В этом отношении Бердяев — фигура сразу и репрезентативная, и уникальная, ибо в его лице оказались совмещены оба полюса русских «поисков правды»: социально-освободительный и духовно-преобразовательный; подобно тому, как ему в равной мере были внятны и национальная традиция, и интернациональный авангард. В отличие от других «веховцев», вышедших из марксистской идейной «купели», Бердяев никогда не отрекался от марксизма и навсегда сохранил убежденность в «святости» борьбы за социальную свободу. 15 июля 1943 г., на закате жизни философа, Лидия Бердяева записала следующее высказывание своего мужа: «Из людей, с которыми я был связан в прошлом (С. Булгаков, П. Струве), только во мне остались еще какие-то элементы марксизма.
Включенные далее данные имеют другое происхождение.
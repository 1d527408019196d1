//! HTTP session shared by a target for one run.
//!
//! Targets describe requests as plain data and hand them to a [`Transport`];
//! the live implementation keeps a cookie jar so search state survives from
//! the search form through pagination and detail pages.

use std::time::{Duration, Instant};

use async_trait::async_trait;
use governor::{DefaultDirectRateLimiter, Quota, RateLimiter};
use tracing::trace;
use url::Url;

use crate::scrape::ScrapeError;
use crate::utils::log_if_slow;

const SLOW_REQUEST: Duration = Duration::from_secs(10);

#[derive(Debug, Clone, Copy, PartialEq, Eq)]
pub enum Method {
    Get,
    Post,
}

/// One HTTP request as a target wants it sent.
#[derive(Debug, Clone, PartialEq, Eq)]
pub struct Request {
    pub method: Method,
    pub url: Url,
    pub query: Vec<(String, String)>,
    pub form: Vec<(String, String)>,
}

impl Request {
    pub fn get(url: Url) -> Self {
        Self {
            method: Method::Get,
            url,
            query: Vec::new(),
            form: Vec::new(),
        }
    }

    pub fn post(url: Url) -> Self {
        Self {
            method: Method::Post,
            ..Self::get(url)
        }
    }

    pub fn query(mut self, key: impl Into<String>, value: impl ToString) -> Self {
        self.query.push((key.into(), value.to_string()));
        self
    }

    pub fn form_field(mut self, key: impl Into<String>, value: impl ToString) -> Self {
        self.form.push((key.into(), value.to_string()));
        self
    }

    pub fn with_form(mut self, form: Vec<(String, String)>) -> Self {
        self.form = form;
        self
    }

    /// Value of the first query parameter or form field named `key`.
    pub fn param(&self, key: &str) -> Option<&str> {
        self.query
            .iter()
            .chain(&self.form)
            .find(|(k, _)| k == key)
            .map(|(_, v)| v.as_str())
    }
}

/// A fetched document and the URL it was finally served from.
#[derive(Debug, Clone)]
pub struct Page {
    pub url: Url,
    pub body: String,
}

#[async_trait]
pub trait Transport: Send + Sync {
    async fn fetch(&self, request: Request) -> Result<Page, ScrapeError>;
}

/// Live transport backed by a cookie-keeping [`reqwest::Client`].
pub struct HttpTransport {
    http: reqwest::Client,
    /// One request per `request_delay`; `None` when the delay is zero.
    pacing: Option<DefaultDirectRateLimiter>,
}

impl HttpTransport {
    pub fn new(user_agent: &str, timeout: Duration, delay: Duration) -> anyhow::Result<Self> {
        let http = reqwest::Client::builder()
            .cookie_store(true)
            .user_agent(user_agent)
            .timeout(timeout)
            .build()?;
        let pacing = Quota::with_period(delay).map(RateLimiter::direct);
        Ok(Self { http, pacing })
    }
}

#[async_trait]
impl Transport for HttpTransport {
    async fn fetch(&self, request: Request) -> Result<Page, ScrapeError> {
        if let Some(pacing) = &self.pacing {
            pacing.until_ready().await;
        }

        let url = request.url.to_string();
        let method = match request.method {
            Method::Get => reqwest::Method::GET,
            Method::Post => reqwest::Method::POST,
        };
        let mut builder = self.http.request(method, request.url);
        if !request.query.is_empty() {
            builder = builder.query(&request.query);
        }
        if request.method == Method::Post {
            builder = builder.form(&request.form);
        }

        let start = Instant::now();
        let resp = builder.send().await.map_err(|source| ScrapeError::Request {
            url: url.clone(),
            source,
        })?;
        log_if_slow(start, SLOW_REQUEST, &url);

        let status = resp.status();
        if !status.is_success() {
            return Err(ScrapeError::Status {
                url,
                status: status.as_u16(),
            });
        }

        let final_url = resp.url().clone();
        let body = resp
            .text()
            .await
            .map_err(|source| ScrapeError::Request { url, source })?;
        trace!(url = %final_url, bytes = body.len(), "Fetched page");

        Ok(Page {
            url: final_url,
            body,
        })
    }
}
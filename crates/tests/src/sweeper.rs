/*  Copyright 2022-23, Juspay India Pvt Ltd
    This program is free software: you can redistribute it and/or modify it under the terms of the GNU Affero General Public License
    as published by the Free Software Foundation, either version 3 of the License, or (at your option) any later version. This program
    is distributed in the hope that it will be useful, but WITHOUT ANY WARRANTY; without even the implied warranty of MERCHANTABILITY
    or FITNESS FOR A PARTICULAR PURPOSE. See the GNU Affero General Public License for more details. You should have received a copy of
    the GNU Affero General Public License along with this program. If not, see <https://www.gnu.org/licenses/>.
*/
use crate::common::*;
use chrono::Duration;
use driver_location_service::sweeper::run_sweeper;
use std::sync::{
    atomic::{AtomicBool, Ordering},
    Arc,
};
use tokio::time::{sleep, timeout};

#[tokio::test]
async fn background_sweep_evicts_without_queries() {
    let (service, clock) = service_with_ttl(Duration::seconds(60));

    service.update_driver_location(driver("stale"), update(12.9716, 77.5946));
    clock.advance(Duration::seconds(45));
    service.update_driver_location(driver("fresh"), update(12.9716, 77.5946));
    clock.advance(Duration::seconds(30));

    let terminate = Arc::new(AtomicBool::new(false));
    let handle = tokio::spawn(run_sweeper(
        service.to_owned(),
        std::time::Duration::from_millis(10),
        terminate.to_owned(),
    ));

    let mut evicted = false;
    for _ in 0..100 {
        if service.get_driver_location(&driver("stale")).is_none() {
            evicted = true;
            break;
        }
        sleep(std::time::Duration::from_millis(10)).await;
    }

    assert!(evicted, "stale driver should be swept in the background");
    assert!(service.get_driver_location(&driver("fresh")).is_some());
    assert_eq!(service.tracked_drivers(), 1);

    terminate.store(true, Ordering::Relaxed);
    timeout(std::time::Duration::from_secs(1), handle)
        .await
        .expect("sweeper should stop once termination is requested")
        .expect("sweeper task should not panic");
}
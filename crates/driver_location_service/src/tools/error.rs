/*  Copyright 2022-23, Juspay India Pvt Ltd
    This program is free software: you can redistribute it and/or modify it under the terms of the GNU Affero General Public License
    as published by the Free Software Foundation, either version 3 of the License, or (at your option) any later version. This program
    is distributed in the hope that it will be useful, but WITHOUT ANY WARRANTY; without even the implied warranty of MERCHANTABILITY
    or FITNESS FOR A PARTICULAR PURPOSE. See the GNU Affero General Public License for more details. You should have received a copy of
    the GNU Affero General Public License along with this program. If not, see <https://www.gnu.org/licenses/>.
*/

use actix_web::{
    http::{header::ContentType, StatusCode},
    HttpResponse, ResponseError,
};
use serde::{Deserialize, Serialize};

#[derive(Debug, Serialize, Deserialize)]
#[serde(rename_all = "camelCase")]
pub struct ErrorBody {
    pub error_message: String,
    pub error_code: String,
}

#[derive(Debug, Serialize, thiserror::Error)]
pub enum AppError {
    #[error("UNPROCESSIBLE_REQUEST")]
    UnprocessibleRequest(String),
    #[error("DRIVER_ID_NOT_FOUND")]
    DriverIdNotFound,
    #[error("INVALID_COORDINATES")]
    InvalidCoordinates(f64, f64),
    #[error("INVALID_RADIUS")]
    InvalidRadius(i64),
    #[error("INVALID_LIMIT")]
    InvalidLimit(i64),
    #[error("LARGE_PAYLOAD_SIZE")]
    LargePayloadSize(usize, usize),
    #[error("REQUEST_TIMEOUT")]
    RequestTimeout,
}

impl AppError {
    fn error_message(&self) -> ErrorBody {
        ErrorBody {
            error_message: self.message(),
            error_code: self.code(),
        }
    }

    pub fn message(&self) -> String {
        match self {
            AppError::UnprocessibleRequest(err) => err.to_string(),
            AppError::DriverIdNotFound => "Driver identity header (dId) not found".to_string(),
            AppError::InvalidCoordinates(lat, lon) => {
                format!("Coordinates out of range : (Lat : {lat}, Lon : {lon})")
            }
            AppError::InvalidRadius(radius) => {
                format!("Radius must be a positive number of meters : {radius}")
            }
            AppError::InvalidLimit(limit) => format!("Limit must be positive : {limit}"),
            AppError::LargePayloadSize(length, limit) => {
                format!("Content length ({length} Bytes) greater than allowed maximum limit : ({limit} Bytes)")
            }
            AppError::RequestTimeout => "Request timed out".to_string(),
        }
    }

    pub fn code(&self) -> String {
        match self {
            AppError::UnprocessibleRequest(_) => "UNPROCESSIBLE_REQUEST",
            AppError::DriverIdNotFound => "DRIVER_ID_NOT_FOUND",
            AppError::InvalidCoordinates(_, _) => "INVALID_COORDINATES",
            AppError::InvalidRadius(_) => "INVALID_RADIUS",
            AppError::InvalidLimit(_) => "INVALID_LIMIT",
            AppError::LargePayloadSize(_, _) => "LARGE_PAYLOAD_SIZE",
            AppError::RequestTimeout => "REQUEST_TIMEOUT",
        }
        .to_string()
    }
}

impl ResponseError for AppError {
    fn error_response(&self) -> HttpResponse {
        HttpResponse::build(self.status_code())
            .insert_header(ContentType::json())
            .json(self.error_message())
    }

    fn status_code(&self) -> StatusCode {
        match self {
            AppError::UnprocessibleRequest(_) => StatusCode::UNPROCESSABLE_ENTITY,
            AppError::DriverIdNotFound => StatusCode::UNAUTHORIZED,
            AppError::InvalidCoordinates(_, _) => StatusCode::BAD_REQUEST,
            AppError::InvalidRadius(_) => StatusCode::BAD_REQUEST,
            AppError::InvalidLimit(_) => StatusCode::BAD_REQUEST,
            AppError::LargePayloadSize(_, _) => StatusCode::PAYLOAD_TOO_LARGE,
            AppError::RequestTimeout => StatusCode::REQUEST_TIMEOUT,
        }
    }
}
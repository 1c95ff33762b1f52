/*  Copyright 2022-23, Juspay India Pvt Ltd
    This program is free software: you can redistribute it and/or modify it under the terms of the GNU Affero General Public License
    as published by the Free Software Foundation, either version 3 of the License, or (at your option) any later version. This program
    is distributed in the hope that it will be useful, but WITHOUT ANY WARRANTY; without even the implied warranty of MERCHANTABILITY
    or FITNESS FOR A PARTICULAR PURPOSE. See the GNU Affero General Public License for more details. You should have received a copy of
    the GNU Affero General Public License along with this program. If not, see <https://www.gnu.org/licenses/>.
*/
pub mod ui;
/*  Copyright 2022-23, Juspay India Pvt Ltd
    This program is free software: you can redistribute it and/or modify it under the terms of the GNU Affero General Public License
    as published by the Free Software Foundation, either version 3 of the License, or (at your option) any later version. This program
    is distributed in the hope that it will be useful, but WITHOUT ANY WARRANTY; without even the implied warranty of MERCHANTABILITY
    or FITNESS FOR A PARTICULAR PURPOSE. See the GNU Affero General Public License for more details. You should have received a copy of
    the GNU Affero General Public License along with this program. If not, see <https://www.gnu.org/licenses/>.
*/
use crate::common::location_service::LocationService;
use crate::tools::logger::*;
use std::sync::atomic::{AtomicBool, Ordering};
use std::{sync::Arc, time::Duration};
use tokio::time::interval;

/// Periodically evicts stale driver locations until termination is requested.
///
/// Uses the same TTL predicate as the query path, so a record removed here is one that the
/// next nearby query would have removed anyway. Eviction locks one shard at a time and
/// never blocks heartbeats for other shards.
pub async fn run_sweeper(
    location_service: Arc<LocationService>,
    sweep_interval: Duration,
    graceful_termination_requested: Arc<AtomicBool>,
) {
    let mut timer = interval(sweep_interval);

    loop {
        timer.tick().await;

        if graceful_termination_requested.load(Ordering::Relaxed) {
            info!(tag = "[Graceful Shutting Down Sweeper]");
            break;
        }

        let evicted = location_service.sweep_stale_locations();
        if evicted > 0 {
            info!(
                tag = "[Background Sweep]",
                evicted = evicted,
                tracked = location_service.tracked_drivers()
            );
        }
    }
}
У них они окончательно исчезли. Я же по природе своей — революционер»[vii]. Воспитанный на русской литературной классике, на идеалах демократической интеллигенции, Бердяев с детства усвоил нетерпимость к любой неправде и несправедливости. Эта нетерпимость умножалась на эмоциональную гиперчувствительность и взрывной темперамент — наследственные черты бердяевского характера. Неудивительно, что с таким багажом будущий философ оказался в революционном лагере, и даже покинув этот лагерь, все равно остался «революционером духа».

Собственная концепция «теократического социализма» сложилась у Бердяева в ходе сотрудничества и полемики с Мережковским, который одним из первых попытался соединить религиозную идею с революционностью. Первоначально это было своеобразное религиозное народничество, стремление преодолеть пропасть между интеллигенцией и народом через общность обновленного религиозного чувства. Однако в ходе диспутов на Религиозно-философских собраниях, а также под впечатлением от революционных событий 1905 г., Мережковский приходит к убеждению в антихристианском характере русского самодержавия и видит цель своей дальнейшей деятельности в соединении «нашего Бога с нашей свободой»: на путях «нового религиозного сознания» задачи социально-политической революции и революции религиозной сливаются.  В годы своей первой парижской эмиграции (1906-1908) Мережковский сближается с деятелями революционного движения (П.А. Кропоткиным, Г.В. Плехановым, Б. Савинковым), создает журнал «Анархия и Теократия» и выпускает коллективный сборник «Le Tsar et la Revolution» («Царь и революция». Париж, 1907), где в очерке «Религия и революция» предрекает скорую гибель русской монархии: «В настоящее время едва ли возможно представить себе, какую всесокрушающую силу приобретет в глубинах народной стихии революционный смерч. В последнем крушении русской церкви с русским царством не ждет ли гибель Россию, если не вечную душу народа, то смертное тело его — государство?» [viii].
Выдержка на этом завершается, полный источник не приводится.